Saved entries ->
########
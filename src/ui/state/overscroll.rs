// SPDX-License-Identifier: MPL-2.0
//! Overscroll detection
//!
//! Watches scroll samples while a finger (or mouse button) is down and
//! latches "the user pulled past the edge" for the rest of that drag. The
//! latch, not the offset at release, decides whether the month changes, so
//! a user may overscroll, drag back, and still page on release.
//!
//! Samples that arrive while no drag is active (inertial coasting) are
//! ignored outright.

use crate::config::{MIN_SCROLLABLE_RANGE, OVERSCROLL_THRESHOLD};

/// One scroll-position observation from the list.
#[derive(Debug, Clone, Copy, PartialEq)]
pub struct ScrollSample {
    /// Vertical offset, negative when pulled past the top.
    pub offset_y: f32,
    pub content_height: f32,
    pub viewport_height: f32,
}

impl ScrollSample {
    #[must_use]
    pub fn new(offset_y: f32, content_height: f32, viewport_height: f32) -> Self {
        Self {
            offset_y,
            content_height,
            viewport_height,
        }
    }

    /// Largest in-range offset, never negative.
    #[must_use]
    pub fn max_scroll(&self) -> f32 {
        (self.content_height - self.viewport_height).max(0.0)
    }
}

/// Live classification of a single sample.
#[derive(Debug, Clone, Copy, PartialEq, Eq, Default)]
pub struct Overscroll {
    pub over_top: bool,
    pub over_bottom: bool,
}

/// Classifies a sample against the overscroll threshold.
///
/// Short content (nothing to scroll) treats any offset past the threshold
/// as bottom overscroll, since there is no end of content to exceed.
#[must_use]
pub fn classify(sample: &ScrollSample) -> Overscroll {
    let max_scroll = sample.max_scroll();
    let can_scroll_down = max_scroll > MIN_SCROLLABLE_RANGE;
    let over_bottom = if can_scroll_down {
        sample.offset_y > max_scroll + OVERSCROLL_THRESHOLD
    } else {
        sample.offset_y > OVERSCROLL_THRESHOLD
    };

    Overscroll {
        over_top: sample.offset_y < -OVERSCROLL_THRESHOLD,
        over_bottom,
    }
}

/// Which way a confirmed overscroll pages the calendar.
#[derive(Debug, Clone, Copy, PartialEq, Eq)]
pub enum PagingDirection {
    /// Pulled past the top.
    Previous,
    /// Pushed past the bottom.
    Next,
}

/// Latched edges of the current drag. Only ever grows within a drag.
#[derive(Debug, Clone, Copy, PartialEq, Eq, Default)]
pub enum OverscrollLatch {
    #[default]
    Unlatched,
    LatchedTop,
    LatchedBottom,
    LatchedBoth,
}

impl OverscrollLatch {
    #[must_use]
    pub fn top(self) -> bool {
        matches!(self, Self::LatchedTop | Self::LatchedBoth)
    }

    #[must_use]
    pub fn bottom(self) -> bool {
        matches!(self, Self::LatchedBottom | Self::LatchedBoth)
    }

    /// Adds whatever edges `overscroll` crosses; never removes one.
    #[must_use]
    pub fn absorb(self, overscroll: Overscroll) -> Self {
        match (
            self.top() || overscroll.over_top,
            self.bottom() || overscroll.over_bottom,
        ) {
            (false, false) => Self::Unlatched,
            (true, false) => Self::LatchedTop,
            (false, true) => Self::LatchedBottom,
            (true, true) => Self::LatchedBoth,
        }
    }

    /// Direction to page in. Top wins when both edges latched.
    #[must_use]
    pub fn direction(self) -> Option<PagingDirection> {
        if self.top() {
            Some(PagingDirection::Previous)
        } else if self.bottom() {
            Some(PagingDirection::Next)
        } else {
            None
        }
    }
}

#[derive(Debug, Clone, Copy, Default, PartialEq)]
enum Phase {
    #[default]
    Idle,
    Dragging {
        latch: OverscrollLatch,
        live: Overscroll,
    },
}

/// Per-drag overscroll state machine.
#[derive(Debug, Clone, Default)]
pub struct OverscrollDetector {
    phase: Phase,
}

impl OverscrollDetector {
    #[must_use]
    pub fn new() -> Self {
        Self::default()
    }

    #[must_use]
    pub fn is_dragging(&self) -> bool {
        matches!(self.phase, Phase::Dragging { .. })
    }

    /// Latch of the drag in progress (unlatched when idle).
    #[must_use]
    pub fn latch(&self) -> OverscrollLatch {
        match self.phase {
            Phase::Dragging { latch, .. } => latch,
            Phase::Idle => OverscrollLatch::Unlatched,
        }
    }

    /// Live pull indicators for the view.
    #[must_use]
    pub fn indicators(&self) -> Overscroll {
        match self.phase {
            Phase::Dragging { live, .. } => live,
            Phase::Idle => Overscroll::default(),
        }
    }

    /// Starts a drag with fresh latches.
    pub fn drag_start(&mut self) {
        self.phase = Phase::Dragging {
            latch: OverscrollLatch::Unlatched,
            live: Overscroll::default(),
        };
    }

    /// Feeds one sample. Returns true when it was accepted (a drag is active).
    pub fn sample(&mut self, sample: &ScrollSample) -> bool {
        let Phase::Dragging { latch, live } = &mut self.phase else {
            return false;
        };

        let overscroll = classify(sample);
        let latched = latch.absorb(overscroll);
        if latched != *latch {
            tracing::debug!(?latched, offset = sample.offset_y, "overscroll latched");
        }
        *latch = latched;
        *live = overscroll;
        true
    }

    /// Ends the drag and returns the latched paging direction.
    ///
    /// Only the first call after a drag start yields anything; the latch is
    /// cleared whatever the outcome.
    pub fn drag_end(&mut self) -> Option<PagingDirection> {
        match std::mem::take(&mut self.phase) {
            Phase::Dragging { latch, .. } => latch.direction(),
            Phase::Idle => None,
        }
    }

    /// Drops the drag without paging.
    pub fn cancel(&mut self) {
        self.phase = Phase::Idle;
    }

    /// Inertial scrolling finished. Nothing to decide: momentum never latches.
    pub fn momentum_end(&mut self) {
        if self.is_dragging() {
            tracing::debug!("momentum ended during an active drag");
        }
    }
}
########
EXERCISE DIRECTIONS ->
Set down only the lines above that fall between the line holding "(unlatched when idle)." and the line holding "with fresh latches.", inclusive, keeping each exact.

ANSWER FOR THE TASK ->
    /// Latch of the drag in progress (unlatched when idle).
    #[must_use]
    pub fn latch(&self) -> OverscrollLatch {
        match self.phase {
            Phase::Dragging { latch, .. } => latch,
            Phase::Idle => OverscrollLatch::Unlatched,
        }
    }

    /// Live pull indicators for the view.
    #[must_use]
    pub fn indicators(&self) -> Overscroll {
        match self.phase {
            Phase::Dragging { live, .. } => live,
            Phase::Idle => Overscroll::default(),
        }
    }

    /// Starts a drag with fresh latches.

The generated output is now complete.